Monkeypox has now been formally declared a public health state of emergency in California. And when the state released initial data on the demographics of confirmed monkeypox infections in July, the numbers revealed that two ethnic groups composed an overwhelming majority of cases: white and Latino residents.
White people represented 40.5% of cases in California, while Latinos formed 37%. The percentages roughly match up with the overall makeup of the state’s population — 35% of Californians are non-Hispanic whites, while 40% consider themselves Latinos.
But in the Bay Area, a different picture is emerging.
As individual counties in the region share their own numbers on monkeypox cases, this more localized data shows that within the Bay Area, it’s the Latino community that’s being disproportionately affected by the virus.
On July 29, the San Francisco Public Health Department confirmed that Latinos made up over 26% of cases — despite representing only 15% of the city’s population. That same week, Santa Clara County released its own data, which showed that over 50% of cases are among Latinos, while this population represents only 26% of the county.
The disproportionate nature of these numbers has alarmed both public health officials and Latino community organizers — some of whom say it’s reminding them of COVID-19, and the asymmetrical impact that virus had on this population in the Bay Area.
The COVID-19 pandemic saw many community-led public health initiatives in predominantly Latino neighborhoods across the region, including San Jose’s Eastside, Fruitvale in Oakland and San Francisco’s Mission District. In the Mission, the Latino Task Force, a coalition of nonprofits and organizers, partnered with UC San Francisco and the city to bring testing and vaccination services to public transport hubs and food banks. These efforts helped make the COVID-19 vaccine easily accessible to essential workers, uninsured residents and immigrant families. So what lessons can be learned for the new public health challenge of monkeypox?
On Wednesday, KQED’s Brian Watt spoke with Dr. Carina Marquez, associate professor of medicine at UCSF and one of the founders of Unidos en Salud — a partnership of the Latino Task Force, UCSF, UC Berkeley and CZ Biohub — to understand what lessons from the coronavirus pandemic can be applied to the way care providers respond to the monkeypox outbreak, and to hear more about monkeypox’s disproportionate impact on Latino and immigrant communities.

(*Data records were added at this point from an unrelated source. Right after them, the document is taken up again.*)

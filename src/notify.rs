//! Owner notifications: one aggregated message per reconciliation batch.
//!
//! Delivery is best-effort. Callers log failures and move on; a broken
//! notification channel must never fail a sweep.

use anyhow::{anyhow, Context, Result};
use async_trait::async_trait;
use reqwest::{Client, Url};
use serde_json::json;
use tracing::debug;
use uuid::Uuid;

#[async_trait]
pub trait Notifier: Send + Sync {
    async fn notify_owner(&self, org_id: &str, summary: &str) -> Result<()>;
}

/// Posts batch summaries to a configured webhook as JSON.
#[derive(Debug, Clone)]
pub struct WebhookNotifier {
    http: Client,
    endpoint: Url,
}

impl WebhookNotifier {
    pub fn new(endpoint: &str) -> Result<Self> {
        let endpoint = Url::parse(endpoint).context("invalid notify webhook URL")?;
        let http = Client::builder()
            .user_agent("postline/0.1")
            .build()
            .context("reqwest client")?;
        Ok(Self { http, endpoint })
    }
}

#[async_trait]
impl Notifier for WebhookNotifier {
    async fn notify_owner(&self, org_id: &str, summary: &str) -> Result<()> {
        // Deduplication key so a retried delivery is not shown twice.
        let body = json!({
            "id": Uuid::new_v4().to_string(),
            "organization_id": org_id,
            "message": summary,
        });
        debug!(url = %self.endpoint, %org_id, "sending owner notification");
        let res = self
            .http
            .post(self.endpoint.clone())
            .json(&body)
            .send()
            .await
            .context("failed to reach notify webhook")?;
        if !res.status().is_success() {
            let status = res.status();
            let body = res.text().await.unwrap_or_default();
            return Err(anyhow!("notify webhook error {}: {}", status, body));
        }
        Ok(())
    }
}

/// Notifier that drops everything. Used when no webhook is configured and in
/// tests.
#[derive(Debug, Clone, Copy, Default)]
pub struct NoopNotifier;

#[async_trait]
impl Notifier for NoopNotifier {
    async fn notify_owner(&self, _org_id: &str, _summary: &str) -> Result<()> {
        Ok(())
    }
}
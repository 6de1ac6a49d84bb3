use chrono::{DateTime, Utc};
use serde::{Deserialize, Serialize};

/// Lifecycle state of a post.
///
/// DRAFT -> QUEUE on scheduling, QUEUE -> PUBLISHED/ERROR on delivery.
/// Reconciliation only ever moves QUEUE posts; PUBLISHED and ERROR are
/// terminal and never rescheduled or deleted by anomaly cleanup.
#[derive(Debug, Clone, Copy, Serialize, Deserialize, PartialEq, Eq, Hash)]
pub enum PostState {
    Draft,
    Queue,
    Published,
    Error,
}

impl PostState {
    pub fn as_str(&self) -> &'static str {
        match self {
            PostState::Draft => "DRAFT",
            PostState::Queue => "QUEUE",
            PostState::Published => "PUBLISHED",
            PostState::Error => "ERROR",
        }
    }

    pub fn parse_state(s: &str) -> Option<PostState> {
        match s {
            "DRAFT" => Some(PostState::Draft),
            "QUEUE" => Some(PostState::Queue),
            "PUBLISHED" => Some(PostState::Published),
            "ERROR" => Some(PostState::Error),
            _ => None,
        }
    }
}

/// State of a job in the delivery queue.
#[derive(Debug, Clone, Copy, Serialize, Deserialize, PartialEq, Eq)]
pub enum JobState {
    Waiting,
    Delayed,
    Active,
    Missing,
}

impl JobState {
    /// A job that is still going to run. Posts due soon must have a job in
    /// one of these states or the queue sync re-enqueues them.
    pub fn is_pending(&self) -> bool {
        matches!(self, JobState::Waiting | JobState::Delayed)
    }
}

#[derive(Debug, Clone, Serialize, Deserialize)]
pub struct Channel {
    pub id: String,
    pub organization_id: String,
    pub name: String,
    pub provider: String,
    pub disabled: bool,
    pub in_setup: bool,
    pub refresh_needed: bool,
    pub timezone_offset: i64,
    pub posting_times: Vec<i64>,
    pub created_at: DateTime<Utc>,
}

#[derive(Debug, Clone, Serialize, Deserialize)]
pub struct Post {
    pub id: String,
    pub channel_id: String,
    pub organization_id: String,
    pub state: PostState,
    pub publish_date: DateTime<Utc>,
    pub parent_post_id: Option<String>,
    pub content: String,
    pub media: Vec<String>,
    pub created_at: DateTime<Utc>,
    pub deleted_at: Option<DateTime<Utc>>,
}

The following interview has been edited for length and clarity.
BRIAN WATT: What do you make of these early signs of monkeypox spread among Latinos in parts of the Bay?
DR. CARINA MARQUEZ: This isn’t anything new. I think we saw early disparities by race/ethnicity emerged with the COVID-19 pandemic. We see them in other health conditions.
And so I wasn’t surprised to see these disparities emerge early on. Of course, I was saddened by it.
What are groups like the Latino Task Force doing to help address this?
We’re in a unique situation with monkeypox in that we have a vaccine, but it’s very limited. When we were in COVID-19, we started the COVID-19 pandemic without a vaccine.
So with the monkeypox vaccine, we have to do everything we can to partner with community to get the word out on how to access the vaccine … communities want to know what [the vaccine] is and whether they should trust it.